After being severely stabbed during an attack at an anti-Islamic gathering in Germany, a 29-year-old police officer passed away on Sunday.
On Friday, a guy brandishing a knife attacked and injured multiple individuals in Mannheim, a city located in southwest Germany.
The attack injured five participants in a rally sponsored by the anti-radical Islam advocacy group Pax Europa.
According to a statement from local police, the policeman was "stabbed several times in the area of the head" while attempting to interfere.
He had "emergency surgery and was put in an artificial coma" immediately after the attack, but according to authorities, he "died of his injuries" on Sunday.
After the "horrible attack," Chancellor Olaf Scholz expressed his "deep sadness" over the police officer's passing.
Scholz stated on X, the previous Twitter, that "his commitment to the safety of all of us deserves the highest recognition."

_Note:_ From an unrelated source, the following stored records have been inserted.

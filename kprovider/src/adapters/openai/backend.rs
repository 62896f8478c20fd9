//! OpenAI generation backend over transport and shared models.

use std::sync::Arc;

use crate::{
    BackendId, CompletionRequest, GenerationCapability, MediaArtifact, MediaKind, ProviderError,
    ProviderFuture, RawModelResponse, SecureCredentialManager,
};

use super::transport::OpenAiTransport;
use super::types::{
    OpenAiAuth, OpenAiChatRequest, OpenAiImageRequest, OpenAiSpeechRequest,
};

#[derive(Clone)]
pub struct OpenAiBackend {
    credentials: Arc<SecureCredentialManager>,
    transport: Arc<dyn OpenAiTransport>,
    fallback_model: String,
    image_model: String,
    speech_model: String,
    voice: String,
}

impl OpenAiBackend {
    pub fn new(
        credentials: Arc<SecureCredentialManager>,
        transport: Arc<dyn OpenAiTransport>,
    ) -> Self {
        Self {
            credentials,
            transport,
            fallback_model: "gpt-4o".to_string(),
            image_model: "dall-e-3".to_string(),
            speech_model: "tts-1".to_string(),
            voice: "alloy".to_string(),
        }
    }

    pub fn with_fallback_model(mut self, model: impl Into<String>) -> Self {
        self.fallback_model = model.into();
        self
    }

    pub fn with_image_model(mut self, model: impl Into<String>) -> Self {
        self.image_model = model.into();
        self
    }

    pub fn with_speech_model(mut self, model: impl Into<String>, voice: impl Into<String>) -> Self {
        self.speech_model = model.into();
        self.voice = voice.into();
        self
    }

    pub(crate) fn build_chat_request(&self, request: CompletionRequest) -> OpenAiChatRequest {
        OpenAiChatRequest::from_completion(request, &self.fallback_model)
    }

    fn resolve_auth(&self) -> Result<OpenAiAuth, ProviderError> {
        self.credentials
            .api_key(BackendId::OpenAi)?
            .map(OpenAiAuth::ApiKey)
            .ok_or_else(|| ProviderError::authentication("no OpenAI API key configured"))
    }
}

impl GenerationCapability for OpenAiBackend {
    fn id(&self) -> BackendId {
        BackendId::OpenAi
    }

    fn complete<'a>(
        &'a self,
        request: CompletionRequest,
    ) -> ProviderFuture<'a, Result<RawModelResponse, ProviderError>> {
        Box::pin(async move {
            request.validate()?;
            let auth = self.resolve_auth()?;
            let chat_request = self.build_chat_request(request);
            let response = self.transport.complete(chat_request, auth).await?;

            Ok(RawModelResponse::text(BackendId::OpenAi, response.content).with_model(response.model))
        })
    }

    fn supports_media(&self, _kind: MediaKind) -> bool {
        true
    }

    fn generate_image<'a>(
        &'a self,
        prompt: String,
        model: Option<String>,
    ) -> ProviderFuture<'a, Result<RawModelResponse, ProviderError>> {
        Box::pin(async move {
            if prompt.trim().is_empty() {
                return Err(ProviderError::invalid_request("image prompt must not be empty"));
            }

            let auth = self.resolve_auth()?;
            let model = model
                .filter(|model| !model.trim().is_empty())
                .unwrap_or_else(|| self.image_model.clone());
            let request = OpenAiImageRequest {
                model: model.clone(),
                prompt,
                size: Some("1024x1024".to_string()),
            };
            let response = self.transport.generate_image(request, auth).await?;

            Ok(RawModelResponse::binary(BackendId::OpenAi, response.image).with_model(model))
        })
    }

    fn synthesize_speech<'a>(
        &'a self,
        text: String,
        _locale: Option<String>,
    ) -> ProviderFuture<'a, Result<RawModelResponse, ProviderError>> {
        Box::pin(async move {
            if text.trim().is_empty() {
                return Err(ProviderError::invalid_request("speech input must not be empty"));
            }

            let auth = self.resolve_auth()?;
            let request = OpenAiSpeechRequest {
                model: self.speech_model.clone(),
                input: text,
                voice: self.voice.clone(),
            };
            let response = self.transport.synthesize_speech(request, auth).await?;

            Ok(
                RawModelResponse::binary(BackendId::OpenAi, MediaArtifact::from(response))
                    .with_model(self.speech_model.clone()),
            )
        })
    }
}

impl std::fmt::Debug for OpenAiBackend {
    fn fmt(&self, f: &mut std::fmt::Formatter<'_>) -> std::fmt::Result {
        f.debug_struct("OpenAiBackend")
            .field("transport", &self.transport)
            .field("fallback_model", &self.fallback_model)
            .field("image_model", &self.image_model)
            .field("speech_model", &self.speech_model)
            .finish()
    }
}
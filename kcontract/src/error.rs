//! Contract validation errors and classifications.

use std::error::Error;
use std::fmt::{Display, Formatter};

#[derive(Debug, Clone, Copy, PartialEq, Eq)]
pub enum ContractErrorKind {
    Parse,
    NotAnObject,
    MissingField,
    WrongType,
    UnknownVariant,
    Constraint,
}

#[derive(Debug, Clone, PartialEq, Eq)]
pub struct ContractError {
    pub kind: ContractErrorKind,
    pub message: String,
    /// Dotted path of the offending field, e.g. `text_analysis.confidence`.
    pub field: Option<String>,
}

impl ContractError {
    pub fn new(kind: ContractErrorKind, message: impl Into<String>) -> Self {
        Self {
            kind,
            message: message.into(),
            field: None,
        }
    }

    pub fn parse(message: impl Into<String>) -> Self {
        Self::new(ContractErrorKind::Parse, message)
    }

    pub fn not_an_object(message: impl Into<String>) -> Self {
        Self::new(ContractErrorKind::NotAnObject, message)
    }

    pub fn missing_field(field: impl Into<String>) -> Self {
        let field = field.into();
        Self::new(
            ContractErrorKind::MissingField,
            format!("missing required field: '{field}'"),
        )
        .with_field(field)
    }

    pub fn wrong_type(field: impl Into<String>, expected: &str) -> Self {
        let field = field.into();
        Self::new(
            ContractErrorKind::WrongType,
            format!("field '{field}' must be {expected}"),
        )
        .with_field(field)
    }

    pub fn unknown_variant(field: impl Into<String>, value: &str, allowed: &[&str]) -> Self {
        let field = field.into();
        Self::new(
            ContractErrorKind::UnknownVariant,
            format!(
                "field '{field}' has unknown value '{value}', expected one of: {}",
                allowed.join(", ")
            ),
        )
        .with_field(field)
    }

    pub fn constraint(field: impl Into<String>, message: impl Into<String>) -> Self {
        Self::new(ContractErrorKind::Constraint, message).with_field(field)
    }

    pub fn with_field(mut self, field: impl Into<String>) -> Self {
        self.field = Some(field.into());
        self
    }
}

impl Display for ContractError {
    fn fmt(&self, f: &mut Formatter<'_>) -> std::fmt::Result {
        write!(f, "{:?}: {}", self.kind, self.message)
    }
}

impl Error for ContractError {}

The death of the police officer "moves me deeply and makes me angry about what is happening in our country," German daily Bild was told by Finance Minister Christian Lindner.
On Friday, Nancy Faeser, the interior minister, demanded a comprehensive inquiry into the attack's circumstances.
Since the start of the Israel-Hamas conflict, Germany has been on high alert for potential extremist attacks. The head of domestic intelligence in the nation has warned that the possibility of such attacks is "real and higher than it has been for a long time."
Before the June 9 EU elections, the nation has also witnessed a wave of attacks on politicians at their places of employment or while they were campaigning.
The growing trend worries President Frank-Walter Steinmeier, who stated last week that Germans "must never get used to violence in the battle of political opinions.